WHAT IS REQUIRED: For the entries below, say how many lines hold the word "next", with the number as the only reply.

Stored data:
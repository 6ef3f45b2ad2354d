pub mod animator;
pub mod layout;
pub mod reconciler;

pub use animator::{AnimationConfig, FrameAnimator};
pub use layout::CarLayout;
pub use reconciler::{SceneReconciler, WheelRig};

#[cfg(test)]
pub(crate) mod test_support {
    use glam::Vec3;

    use crate::{
        asset_pipeline::materials::{Material, MaterialKind},
        material_manager::{MaterialId, MaterialManager},
        math::bounds::AABB,
        model::Model,
        scene_graph::{Object3D, ObjectId, Scene, SceneModel, SceneModelId, Transform},
    };

    /// A small stand-in for the car asset, with the node and material names the
    /// default layout expects.
    pub struct CarFixture {
        pub scene: Scene,
        pub materials: MaterialManager,
        pub model_root: ObjectId,
    }

    impl CarFixture {
        pub fn new() -> Self {
            Self::without_material("")
        }

        pub fn without_material(skipped: &str) -> Self {
            let mut scene = Scene::new();
            let mut materials = MaterialManager::new();

            let mut material = |name: &str, kind: MaterialKind| -> Option<MaterialId> {
                (name != skipped).then(|| {
                    let mut material = Material::standard(name);
                    material.kind = kind;
                    materials.add_material(material)
                })
            };

            let paint = material("paint", MaterialKind::Standard);
            let tire = material("930_tire", MaterialKind::Standard);
            let rim = material("930_rim", MaterialKind::Standard);
            let lights = material("930_lights_refraction", MaterialKind::Standard);
            let interior = material("interior", MaterialKind::Unlit);

            let geometry = scene.add_model(SceneModel::new(Model {
                name: "geometry".to_string(),
                vertices: Vec::new(),
                indices: Vec::new(),
                bounding_box: AABB::new(Vec3::splat(-1.0), Vec3::splat(1.0)),
            }));

            let model_root = scene.add_child(
                scene.root(),
                Object3D::group("glTF scene", Transform::default()),
            );
            let body_group =
                scene.add_child(model_root, Object3D::group("root", Transform::default()));

            add_mesh(&mut scene, body_group, "body", geometry, paint, false);
            add_mesh(&mut scene, body_group, "lights", geometry, lights, false);
            add_mesh(&mut scene, body_group, "interior", geometry, interior, true);

            let wheel_nodes = [
                ("mesh_3", rim),
                ("mesh_4", tire),
                ("mesh_5", rim),
                ("mesh_6", tire),
                ("mesh_47", rim),
                ("mesh_48", tire),
                ("mesh_62", rim),
                ("mesh_63", tire),
            ];
            for (name, material) in wheel_nodes {
                add_mesh(&mut scene, body_group, name, geometry, material, false);
            }

            scene.late_update();

            Self {
                scene,
                materials,
                model_root,
            }
        }

        pub fn material(&self, name: &str) -> &Material {
            let id = self.materials.get_by_name(name).unwrap();
            self.materials.get(id).unwrap()
        }

        /// Mesh nodes reachable from the scene root.
        pub fn attached_meshes(&self) -> usize {
            let mut count = 0;
            self.scene.traverse(self.scene.root(), |_, object| {
                if object.is_mesh() {
                    count += 1;
                }
            });
            count
        }
    }

    fn add_mesh(
        scene: &mut Scene,
        parent: ObjectId,
        name: &str,
        model: SceneModelId,
        material: Option<MaterialId>,
        receive_shadow: bool,
    ) -> ObjectId {
        let mut object = Object3D::group(name, Transform::from_translation(Vec3::X));
        object.model_id = Some(model);
        object.material_id = material;
        object.receive_shadow = receive_shadow;
        scene.add_child(parent, object)
    }
}
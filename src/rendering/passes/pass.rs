use std::sync::Arc;

use wgpu::RenderPass;

use crate::rendering::{
    render_common::RenderCommon,
    shader_loader::{PipelineCache, PipelineCacheBuilder},
};

pub(crate) trait Pass {
    type TextureViews;

    fn create(
        device: &wgpu::Device,
        common: Arc<RenderCommon>,
        cache_builder: &mut PipelineCacheBuilder,
    ) -> anyhow::Result<Self>
    where
        Self: Sized;

    /// Begins the pass, binds its pipeline and shared bind groups, then hands the
    /// pass to `render_callback` for the draws. Nothing is drawn while the pipeline
    /// hasn't compiled.
    fn render<'a, F>(
        &self,
        texture_views: &Self::TextureViews,
        encoder: &mut wgpu::CommandEncoder,
        pipeline_cache: &PipelineCache,
        render_callback: F,
    ) where
        F: FnOnce(&mut RenderPass) + 'a;
}

/// Fullscreen triangle generated from `vertex_index`, no vertex buffers.
pub(crate) fn fullscreen_primitive() -> wgpu::PrimitiveState {
    wgpu::PrimitiveState {
        topology: wgpu::PrimitiveTopology::TriangleList,
        strip_index_format: None,
        front_face: wgpu::FrontFace::Ccw,
        cull_mode: None,
        polygon_mode: wgpu::PolygonMode::Fill,
        unclipped_depth: false,
        conservative: false,
    }
}

pub(crate) fn mesh_primitive() -> wgpu::PrimitiveState {
    wgpu::PrimitiveState {
        topology: wgpu::PrimitiveTopology::TriangleList,
        strip_index_format: None,
        front_face: wgpu::FrontFace::Ccw,
        // Car assets use double-sided surfaces
        cull_mode: None,
        polygon_mode: wgpu::PolygonMode::Fill,
        unclipped_depth: false,
        conservative: false,
    }
}

pub(crate) fn draw_fullscreen(render_pass: &mut RenderPass) {
    render_pass.draw(0..3, 0..1);
}
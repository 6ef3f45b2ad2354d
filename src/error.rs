use std::fmt;

#[derive(Debug, Clone, Copy, PartialEq, Eq)]
pub enum AssetItem {
    Node,
    Material,
}

impl fmt::Display for AssetItem {
    fn fmt(&self, f: &mut fmt::Formatter<'_>) -> fmt::Result {
        match self {
            AssetItem::Node => f.write_str("node"),
            AssetItem::Material => f.write_str("material"),
        }
    }
}

#[derive(Debug, Clone, PartialEq, Eq, thiserror::Error)]
pub enum ConfiguratorError {
    /// The loaded asset no longer has a node or material the configurator relies on.
    #[error("asset shape mismatch: {kind} '{name}' not found")]
    AssetShapeMismatch { kind: AssetItem, name: String },
    /// A frame arrived before the wheel assemblies were built.
    #[error("wheel assemblies are not ready yet")]
    NotReady,
}

impl ConfiguratorError {
    pub fn missing_node(name: impl Into<String>) -> Self {
        Self::AssetShapeMismatch {
            kind: AssetItem::Node,
            name: name.into(),
        }
    }

    pub fn missing_material(name: impl Into<String>) -> Self {
        Self::AssetShapeMismatch {
            kind: AssetItem::Material,
            name: name.into(),
        }
    }
}
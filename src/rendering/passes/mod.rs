pub mod ground_pass;
pub mod mesh_pass;
pub mod pass;
pub mod shadow_pass;
pub mod sky_pass;
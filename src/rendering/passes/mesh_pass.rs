use std::sync::Arc;

use wgpu::{
    DepthBiasState, Device, MultisampleState, PipelineCompilationOptions, RenderPass,
    ShaderSource, StencilState,
};

use crate::rendering::{
    passes::pass::{mesh_primitive, Pass},
    render_common::RenderCommon,
    render_model::RENDER_MODEL_VBL,
    shader_loader::{PipelineCache, PipelineCacheBuilder, PipelineId, ShaderDefinition},
    texture::DepthTexture,
};

const MESH_SHADER: ShaderDefinition = ShaderDefinition {
    name: "Mesh (opaque)",
    path: "mesh.wgsl",
};

const TRANSPARENT_MESH_SHADER: ShaderDefinition = ShaderDefinition {
    name: "Mesh (transparent)",
    path: "mesh.wgsl",
};

#[derive(Debug, Clone, Copy, PartialEq, Eq)]
enum Blending {
    Opaque,
    Transparent,
}

fn add_mesh_pipeline(
    cache_builder: &mut PipelineCacheBuilder,
    shader: ShaderDefinition,
    layout: wgpu::PipelineLayout,
    format: wgpu::TextureFormat,
    blending: Blending,
) -> PipelineId {
    cache_builder.add_shader(
        shader,
        Box::new(
            move |device: &Device, shader_def: &ShaderDefinition, source: &str| {
                let shader = device.create_shader_module(wgpu::ShaderModuleDescriptor {
                    label: Some(shader_def.name),
                    source: ShaderSource::Wgsl(source.into()),
                });

                let (blend, depth_write_enabled) = match blending {
                    Blending::Opaque => (wgpu::BlendState::REPLACE, true),
                    Blending::Transparent => (wgpu::BlendState::ALPHA_BLENDING, false),
                };

                let pipeline = device.create_render_pipeline(&wgpu::RenderPipelineDescriptor {
                    label: Some(shader_def.name),
                    layout: Some(&layout),
                    vertex: wgpu::VertexState {
                        module: &shader,
                        entry_point: Some("vs_main"),
                        buffers: &[RENDER_MODEL_VBL],
                        compilation_options: PipelineCompilationOptions::default(),
                    },
                    fragment: Some(wgpu::FragmentState {
                        module: &shader,
                        entry_point: Some("fs_main"),
                        targets: &[Some(wgpu::ColorTargetState {
                            format,
                            blend: Some(blend),
                            write_mask: wgpu::ColorWrites::ALL,
                        })],
                        compilation_options: PipelineCompilationOptions::default(),
                    }),
                    primitive: mesh_primitive(),
                    depth_stencil: Some(wgpu::DepthStencilState {
                        format: DepthTexture::DEPTH_FORMAT,
                        depth_write_enabled,
                        depth_compare: wgpu::CompareFunction::Less,
                        stencil: StencilState::default(),
                        bias: DepthBiasState::default(),
                    }),
                    multisample: MultisampleState::default(),
                    multiview: None,
                    cache: None,
                });

                Ok(pipeline)
            },
        ),
    )
}

/// Lit and unlit meshes. The opaque pipeline is bound on entry; transparent draws
/// switch to `transparent_pipeline_id` after the opaque ones. Expects the instance
/// bind group at group 1 and a material at group 2.
pub struct MeshPass {
    pub opaque_pipeline_id: PipelineId,
    pub transparent_pipeline_id: PipelineId,
    common: Arc<RenderCommon>,
}

pub struct MeshPassTextureViews {
    pub color: wgpu::TextureView,
    pub depth: wgpu::TextureView,
}

impl Pass for MeshPass {
    type TextureViews = MeshPassTextureViews;

    fn create(
        device: &Device,
        common: Arc<RenderCommon>,
        cache_builder: &mut PipelineCacheBuilder,
    ) -> anyhow::Result<MeshPass> {
        let layout = device.create_pipeline_layout(&wgpu::PipelineLayoutDescriptor {
            label: Some("Mesh Pipeline Layout"),
            bind_group_layouts: &[
                &common.frame_bind_group_layout,
                &common.instance_bind_group_layout,
                &common.material_bind_group_layout,
            ],
            push_constant_ranges: &[],
        });
        let format = common.surface_format();

        let opaque_pipeline_id = add_mesh_pipeline(
            cache_builder,
            MESH_SHADER,
            layout.clone(),
            format,
            Blending::Opaque,
        );
        let transparent_pipeline_id = add_mesh_pipeline(
            cache_builder,
            TRANSPARENT_MESH_SHADER,
            layout,
            format,
            Blending::Transparent,
        );

        Ok(Self {
            opaque_pipeline_id,
            transparent_pipeline_id,
            common,
        })
    }

    fn render<'a, F>(
        &self,
        texture_views: &Self::TextureViews,
        encoder: &mut wgpu::CommandEncoder,
        pipeline_cache: &PipelineCache,
        render_callback: F,
    ) where
        F: FnOnce(&mut RenderPass) + 'a,
    {
        let mut render_pass = encoder.begin_render_pass(&wgpu::RenderPassDescriptor {
            label: Some("Mesh Pass"),
            color_attachments: &[Some(wgpu::RenderPassColorAttachment {
                view: &texture_views.color,
                resolve_target: None,
                ops: wgpu::Operations {
                    load: wgpu::LoadOp::Load,
                    store: wgpu::StoreOp::Store,
                },
            })],
            depth_stencil_attachment: Some(wgpu::RenderPassDepthStencilAttachment {
                view: &texture_views.depth,
                depth_ops: Some(wgpu::Operations {
                    load: wgpu::LoadOp::Load,
                    store: wgpu::StoreOp::Store,
                }),
                stencil_ops: None,
            }),
            occlusion_query_set: None,
            timestamp_writes: None,
        });

        let Some(pipeline) = pipeline_cache.get(self.opaque_pipeline_id) else {
            return;
        };

        render_pass.set_pipeline(pipeline);
        render_pass.set_bind_group(0, &self.common.frame_bind_group, &[]);
        render_callback(&mut render_pass);
    }
}
use std::time::Instant;

/// Monotonic elapsed-time source for the frame animator.
#[derive(Debug)]
pub struct AnimationClock {
    start: Instant,
    last_elapsed: f32,
}

impl AnimationClock {
    pub fn new() -> Self {
        Self {
            start: Instant::now(),
            last_elapsed: 0.0,
        }
    }

    /// Samples the clock. Never returns less than a previous sample.
    pub fn tick(&mut self) -> f32 {
        let elapsed = self.start.elapsed().as_secs_f32();
        self.last_elapsed = self.last_elapsed.max(elapsed);
        self.last_elapsed
    }

    /// Last sampled value, without advancing.
    pub fn elapsed(&self) -> f32 {
        self.last_elapsed
    }
}

impl Default for AnimationClock {
    fn default() -> Self {
        Self::new()
    }
}

#[cfg(test)]
mod tests {
    use super::*;
    use std::thread;
    use std::time::Duration;

    #[test]
    fn clock_advances() {
        let mut clock = AnimationClock::new();

        thread::sleep(Duration::from_millis(10));
        let elapsed = clock.tick();

        assert!(elapsed >= 0.009);
        assert_eq!(clock.elapsed(), elapsed);
    }

    #[test]
    fn clock_never_rewinds() {
        let mut clock = AnimationClock::new();

        let mut previous = clock.tick();
        for _ in 0..100 {
            let next = clock.tick();
            assert!(next >= previous);
            previous = next;
        }
    }
}
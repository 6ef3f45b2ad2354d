use std::mem::offset_of;

use id_arena::Id;
use wgpu::util::DeviceExt;

use crate::model::{Model, Vertex};

pub type RenderModelId = Id<RenderModel>;

pub struct RenderModel {
    pub vertex_buffer: wgpu::Buffer,
    pub index_buffer: wgpu::Buffer,
    pub num_indices: u32,
}

impl RenderModel {
    pub fn from_model(device: &wgpu::Device, model: &Model) -> Self {
        let vertex_buffer = device.create_buffer_init(&wgpu::util::BufferInitDescriptor {
            label: Some(&format!("Vertex buffer ({})", model.name)),
            contents: bytemuck::cast_slice(&model.vertices),
            usage: wgpu::BufferUsages::VERTEX,
        });

        let index_buffer = device.create_buffer_init(&wgpu::util::BufferInitDescriptor {
            label: Some(&format!("Index buffer ({})", model.name)),
            contents: bytemuck::cast_slice(&model.indices),
            usage: wgpu::BufferUsages::INDEX,
        });

        Self {
            vertex_buffer,
            index_buffer,
            num_indices: model.indices.len() as u32,
        }
    }

    pub fn is_empty(&self) -> bool {
        self.num_indices == 0
    }

    pub fn bind(&self, render_pass: &mut wgpu::RenderPass<'_>) {
        render_pass.set_vertex_buffer(0, self.vertex_buffer.slice(..));
        render_pass.set_index_buffer(self.index_buffer.slice(..), wgpu::IndexFormat::Uint32);
    }

    /// Draws the model using the instance slot `instance` of the instance buffer.
    pub fn draw(&self, render_pass: &mut wgpu::RenderPass<'_>, instance: u32) {
        self.bind(render_pass);
        render_pass.draw_indexed(0..self.num_indices, 0, instance..instance + 1);
    }
}

pub const RENDER_MODEL_VBL: wgpu::VertexBufferLayout<'static> = wgpu::VertexBufferLayout {
    array_stride: std::mem::size_of::<Vertex>() as wgpu::BufferAddress,
    step_mode: wgpu::VertexStepMode::Vertex,
    attributes: &[
        wgpu::VertexAttribute {
            offset: offset_of!(Vertex, position) as wgpu::BufferAddress,
            shader_location: 0,
            format: wgpu::VertexFormat::Float32x3,
        },
        wgpu::VertexAttribute {
            offset: offset_of!(Vertex, normal) as wgpu::BufferAddress,
            shader_location: 1,
            format: wgpu::VertexFormat::Float32x3,
        },
        wgpu::VertexAttribute {
            offset: offset_of!(Vertex, tex_coords) as wgpu::BufferAddress,
            shader_location: 2,
            format: wgpu::VertexFormat::Float32x2,
        },
    ],
};
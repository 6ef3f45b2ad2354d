use std::sync::RwLock;

use anyhow::Context;
use glam::{Mat4, Vec3};
use wgpu::SurfaceConfiguration;
use winit::dpi::PhysicalSize;

use crate::rendering::{
    config::RenderConfig,
    global_uniform::{GlobalUniform, GlobalUniformState},
    instance::InstanceBuffer,
    lights::{LightsUniform, LightsUniformState},
    render_material_manager::RenderMaterialManager,
    texture::ShadowMap,
};

fn uniform_entry(binding: u32) -> wgpu::BindGroupLayoutEntry {
    wgpu::BindGroupLayoutEntry {
        binding,
        visibility: wgpu::ShaderStages::VERTEX_FRAGMENT,
        ty: wgpu::BindingType::Buffer {
            ty: wgpu::BufferBindingType::Uniform,
            has_dynamic_offset: false,
            min_binding_size: None,
        },
        count: None,
    }
}

/// Resources shared by every pass: the output surface configuration, per-frame
/// uniforms, the shadow map and the bind group layouts the pipelines are built from.
pub struct RenderCommon {
    pub output_surface_config: RwLock<SurfaceConfiguration>,
    pub config: RenderConfig,

    pub camera_uniform_buffer: wgpu::Buffer,
    pub global_uniform: GlobalUniform,
    pub lights: LightsUniform,
    pub shadow_map: ShadowMap,

    /// Group 0 of the sky, ground and mesh passes.
    pub frame_bind_group_layout: wgpu::BindGroupLayout,
    pub frame_bind_group: wgpu::BindGroup,
    /// Group 0 of the shadow pass. The shadow map can't be bound while it's rendered to.
    pub shadow_bind_group_layout: wgpu::BindGroupLayout,
    pub shadow_bind_group: wgpu::BindGroup,
    pub instance_bind_group_layout: wgpu::BindGroupLayout,
    pub material_bind_group_layout: wgpu::BindGroupLayout,
}

impl RenderCommon {
    pub fn new(
        device: &wgpu::Device,
        adapter: &wgpu::Adapter,
        surface: &wgpu::Surface,
        size: PhysicalSize<u32>,
        camera_uniform_buffer: wgpu::Buffer,
        config: RenderConfig,
    ) -> anyhow::Result<Self> {
        let surface_caps = surface.get_capabilities(adapter);
        let surface_format = surface_caps
            .formats
            .iter()
            .find(|f| f.is_srgb())
            .or_else(|| surface_caps.formats.first())
            .copied()
            .context("Surface has no supported formats")?;

        let output_surface_config = wgpu::SurfaceConfiguration {
            usage: wgpu::TextureUsages::RENDER_ATTACHMENT,
            format: surface_format,
            width: size.width.max(1),
            height: size.height.max(1),
            present_mode: surface_caps
                .present_modes
                .first()
                .copied()
                .unwrap_or(wgpu::PresentMode::Fifo),
            alpha_mode: surface_caps
                .alpha_modes
                .first()
                .copied()
                .unwrap_or(wgpu::CompositeAlphaMode::Auto),
            view_formats: vec![],
            desired_maximum_frame_latency: 2,
        };

        surface.configure(device, &output_surface_config);

        let global_uniform = GlobalUniform::new(
            device,
            GlobalUniformState::new(size, 0.0, Vec3::ZERO, &config),
        );
        let lights = LightsUniform::new(device, LightsUniformState::new(&config, Mat4::IDENTITY));
        let shadow_map = ShadowMap::new(device, config.shadow_map_size);

        let frame_bind_group_layout =
            device.create_bind_group_layout(&wgpu::BindGroupLayoutDescriptor {
                label: Some("Frame bind group layout"),
                entries: &[
                    uniform_entry(0),
                    uniform_entry(1),
                    uniform_entry(2),
                    wgpu::BindGroupLayoutEntry {
                        binding: 3,
                        visibility: wgpu::ShaderStages::FRAGMENT,
                        ty: wgpu::BindingType::Texture {
                            sample_type: wgpu::TextureSampleType::Depth,
                            view_dimension: wgpu::TextureViewDimension::D2,
                            multisampled: false,
                        },
                        count: None,
                    },
                    wgpu::BindGroupLayoutEntry {
                        binding: 4,
                        visibility: wgpu::ShaderStages::FRAGMENT,
                        ty: wgpu::BindingType::Sampler(wgpu::SamplerBindingType::Comparison),
                        count: None,
                    },
                ],
            });

        let frame_bind_group = device.create_bind_group(&wgpu::BindGroupDescriptor {
            label: Some("Frame bind group"),
            layout: &frame_bind_group_layout,
            entries: &[
                wgpu::BindGroupEntry {
                    binding: 0,
                    resource: global_uniform.buffer().as_entire_binding(),
                },
                wgpu::BindGroupEntry {
                    binding: 1,
                    resource: camera_uniform_buffer.as_entire_binding(),
                },
                wgpu::BindGroupEntry {
                    binding: 2,
                    resource: lights.buffer().as_entire_binding(),
                },
                wgpu::BindGroupEntry {
                    binding: 3,
                    resource: wgpu::BindingResource::TextureView(shadow_map.view()),
                },
                wgpu::BindGroupEntry {
                    binding: 4,
                    resource: wgpu::BindingResource::Sampler(shadow_map.sampler()),
                },
            ],
        });

        let shadow_bind_group_layout =
            device.create_bind_group_layout(&wgpu::BindGroupLayoutDescriptor {
                label: Some("Shadow bind group layout"),
                entries: &[uniform_entry(0)],
            });

        let shadow_bind_group = device.create_bind_group(&wgpu::BindGroupDescriptor {
            label: Some("Shadow bind group"),
            layout: &shadow_bind_group_layout,
            entries: &[wgpu::BindGroupEntry {
                binding: 0,
                resource: lights.buffer().as_entire_binding(),
            }],
        });

        let instance_bind_group_layout = InstanceBuffer::bind_group_layout(device);
        let material_bind_group_layout = RenderMaterialManager::create_bind_group_layout(device);

        Ok(Self {
            output_surface_config: RwLock::new(output_surface_config),
            config,
            camera_uniform_buffer,
            global_uniform,
            lights,
            shadow_map,
            frame_bind_group_layout,
            frame_bind_group,
            shadow_bind_group_layout,
            shadow_bind_group,
            instance_bind_group_layout,
            material_bind_group_layout,
        })
    }

    pub fn surface_format(&self) -> wgpu::TextureFormat {
        match self.output_surface_config.read() {
            Ok(config) => config.format,
            Err(poisoned) => poisoned.into_inner().format,
        }
    }
}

ANSWER SPACE: 3